#### Problem statement
Check every line below, and copy those that include "read".

#### Dataset records
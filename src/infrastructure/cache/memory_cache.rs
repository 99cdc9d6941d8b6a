//! In-process cache implementation.

use super::service::{CacheResult, CacheService};
use async_trait::async_trait;
use std::collections::HashMap;
use std::time::Duration;
use tokio::sync::RwLock;
use tokio::time::Instant;
use tracing::debug;

struct Entry {
    value: String,
    expires_at: Instant,
}

/// A cache held in this process's memory.
///
/// Used when Redis is not configured. Entries are not shared with other
/// instances, so each process serves its own snapshot. Expired entries are
/// dropped lazily on read.
///
/// Expiry uses the tokio clock, so tests can drive it with
/// `tokio::time::pause` / `advance`.
#[derive(Default)]
pub struct MemoryCache {
    entries: RwLock<HashMap<String, Entry>>,
}

impl MemoryCache {
    pub fn new() -> Self {
        Self::default()
    }
}

#[async_trait]
impl CacheService for MemoryCache {
    async fn get(&self, key: &str) -> CacheResult<Option<String>> {
        {
            let entries = self.entries.read().await;
            match entries.get(key) {
                None => return Ok(None),
                Some(entry) if Instant::now() < entry.expires_at => {
                    return Ok(Some(entry.value.clone()));
                }
                Some(_) => {}
            }
        }

        let mut entries = self.entries.write().await;
        if entries
            .get(key)
            .is_some_and(|entry| Instant::now() >= entry.expires_at)
        {
            entries.remove(key);
            debug!(key, "Expired cache entry evicted");
        }
        Ok(None)
    }

    async fn set(&self, key: &str, value: &str, ttl: Duration) -> CacheResult<()> {
        let entry = Entry {
            value: value.to_string(),
            expires_at: Instant::now() + ttl,
        };
        self.entries.write().await.insert(key.to_string(), entry);
        Ok(())
    }

    async fn invalidate(&self, key: &str) -> CacheResult<()> {
        self.entries.write().await.remove(key);
        Ok(())
    }

    async fn health_check(&self) -> bool {
        true
    }

    fn backend(&self) -> &'static str {
        "memory"
    }
}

#### Response box
/// dropped lazily on read.
            let entries = self.entries.read().await;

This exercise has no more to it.